Not exactly. Along with CO2 are other volatile gases that gives coffee its heavenly aromas that we all love. So, if we were to intentionally purge all the CO2 out, that would also mean taking out all the lovely aromas in the coffee.
The key is to strike a balance between degassing CO2, but also retaining the volatile aromas. This is what we refer to as the ideal rest time. It is fairly obvious that the dark roasts degas and "stale" much quicker than medium and light roasts. This is especially so for faster roasts. As a result, there is a ton of advice out there recommending super fresh roasts and coffees to be consumed quickly. Because believe it or not, majority of coffee production still belong in the medium to dark roast category.
But this doesn't apply to most third-wave coffee roasters which tend to be in the medium to light roast category. In fact, many of these coffees perform better when brewed after longer rest periods of 14 days and beyond. Now of course, if your coffee is unevenly roasted then that's a different story.
Here's a basic guideline for resting your roasted coffee:
Dark Roast (Ground Agtron 60 and below): As fresh as possible. At 1-3 days old it is already far beyond the degassing levels of medium and light roasts. Starts to oxidize and really taste acrid after a week or so.
Medium Roasts (Ground Agtron 60-80): Minimally 5-7 days for filter brewing and 7-10 days for espresso.
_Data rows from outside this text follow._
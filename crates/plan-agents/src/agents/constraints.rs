//! Constraint resolver: expands loose avoid terms from a guideline table.
//!
//! The table is a JSON array of entries:
//!
//! ```json
//! [{"term_or_constraint": "knees",
//!   "clarify_options": ["lunge", "jump", "pistol squat"],
//!   "recommended_alternatives": ["Box Squat", "Glute Bridge"]}]
//! ```
//!
//! Terms match ignoring case, surrounding whitespace and one trailing `s`.
//! Unknown terms expand to themselves.

use std::path::Path;

use anyhow::{Context, Result};
use async_trait::async_trait;
use refinement::{AvoidExpander, ExpandedAvoidance, GenerationError};
use serde::{Deserialize, Serialize};
use tracing::{debug, info};

#[derive(Debug, Clone, PartialEq, Serialize, Deserialize)]
pub struct GuidelineEntry {
    pub term_or_constraint: String,
    #[serde(default)]
    pub clarify_options: Vec<String>,
    #[serde(default)]
    pub recommended_alternatives: Vec<String>,
}

/// Lowercased, trimmed, one trailing `s` dropped.
fn normalize(term: &str) -> String {
    let lower = term.trim().to_lowercase();
    match lower.strip_suffix('s') {
        Some(base) if !base.is_empty() => base.to_string(),
        _ => lower,
    }
}

#[derive(Debug, Clone, Default, Serialize, Deserialize)]
#[serde(transparent)]
pub struct GuidelineTable {
    entries: Vec<GuidelineEntry>,
}

impl GuidelineTable {
    pub fn new(entries: Vec<GuidelineEntry>) -> Self {
        Self { entries }
    }

    pub fn load(path: &Path) -> Result<Self> {
        let raw = std::fs::read_to_string(path)
            .with_context(|| format!("Failed to read constraint guidelines {}", path.display()))?;
        let table: Self = serde_json::from_str(&raw)
            .with_context(|| format!("Invalid constraint guidelines {}", path.display()))?;
        info!(path = %path.display(), entries = table.len(), "Loaded constraint guidelines");
        Ok(table)
    }

    pub fn len(&self) -> usize {
        self.entries.len()
    }

    pub fn is_empty(&self) -> bool {
        self.entries.is_empty()
    }

    pub fn lookup(&self, term: &str) -> Option<&GuidelineEntry> {
        let key = normalize(term);
        if key.is_empty() {
            return None;
        }
        self.entries
            .iter()
            .find(|e| normalize(&e.term_or_constraint) == key)
    }

    /// Recommended alternatives for `term`, empty when unknown.
    pub fn alternatives(&self, term: &str) -> &[String] {
        self.lookup(term)
            .map(|e| e.recommended_alternatives.as_slice())
            .unwrap_or_default()
    }

    /// Expand raw terms: each term always matches itself, plus its clarify
    /// options when the table knows it.
    pub fn expand(&self, terms: &[String]) -> ExpandedAvoidance {
        let mut expanded = ExpandedAvoidance::new();
        for term in terms {
            match self.lookup(term) {
                Some(entry) => {
                    debug!(term = %term, options = entry.clarify_options.len(), "Expanded avoid term");
                    expanded.insert(
                        term,
                        std::iter::once(term.as_str())
                            .chain(entry.clarify_options.iter().map(String::as_str)),
                    );
                }
                None => expanded.insert(term, [term.as_str()]),
            }
        }
        expanded
    }
}

/// [`AvoidExpander`] over a [`GuidelineTable`].
pub struct GuidelineExpander {
    table: GuidelineTable,
}

impl GuidelineExpander {
    pub fn new(table: GuidelineTable) -> Self {
        Self { table }
    }

    pub fn table(&self) -> &GuidelineTable {
        &self.table
    }
}

#[async_trait]
impl AvoidExpander for GuidelineExpander {
    async fn expand(&self, terms: &[String]) -> Result<ExpandedAvoidance, GenerationError> {
        Ok(self.table.expand(terms))
    }
}

#[cfg(test)]
mod tests {
    use super::*;

    fn table() -> GuidelineTable {
        GuidelineTable::new(vec![
            GuidelineEntry {
                term_or_constraint: "Knees".into(),
                clarify_options: vec!["Lunge".into(), "jump".into(), "pistol squat".into()],
                recommended_alternatives: vec!["Box Squat".into(), "Glute Bridge".into()],
            },
            GuidelineEntry {
                term_or_constraint: "overhead".into(),
                clarify_options: vec!["overhead press".into(), "snatch".into()],
                recommended_alternatives: vec![],
            },
        ])
    }

    #[test]
    fn test_trailing_s_ignored_both_ways() {
        let table = table();
        assert!(table.lookup("knee").is_some());
        assert!(table.lookup(" KNEES ").is_some());
        assert!(table.lookup("overheads").is_some());
        assert!(table.lookup("shoulder").is_none());
        assert!(table.lookup("s").is_none());
    }

    #[test]
    fn test_expand_known_and_unknown() {
        let terms = vec!["knee".to_string(), "Burpee".to_string()];
        let avoid = table().expand(&terms);
        assert!(avoid.matches("Walking Lunge"));
        assert!(avoid.matches("Box Jump"));
        assert!(avoid.matches("Knee Extension"));
        assert_eq!(avoid.matching_term("Burpee Broad Jump"), Some("burpee"));
        assert!(!avoid.matches("Bench Press"));
    }

    #[test]
    fn test_alternatives() {
        assert_eq!(table().alternatives("knee"), ["Box Squat", "Glute Bridge"]);
        assert!(table().alternatives("elbow").is_empty());
    }

    #[tokio::test]
    async fn test_expander_port() {
        let expander = GuidelineExpander::new(table());
        let avoid = expander.expand(&["overhead".to_string()]).await.unwrap();
        assert!(avoid.matches("Power Snatch"));
    }
}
Usually lasts at least a good month or two before noticeable deterioration of flavours.
Light Roasts (Ground Agtron 80+): 10 - 14 days for filter and 14 days+ for espressos. These are really long lasting, some Nordic roasters with ultra-light roasts even have up to 6 months as their best before date.
If you come across coffees significantly out of these guidelines, you'll understand that the coffee is probably not ideal. Yes, especially those coffees in supermarkets with 2 to 3 year shelf lives.
Of course, there are other factors like heat, exposure to oxygen, water and light that can accelerate the "staling" process so make sure to follow the common guidelines for storing coffee.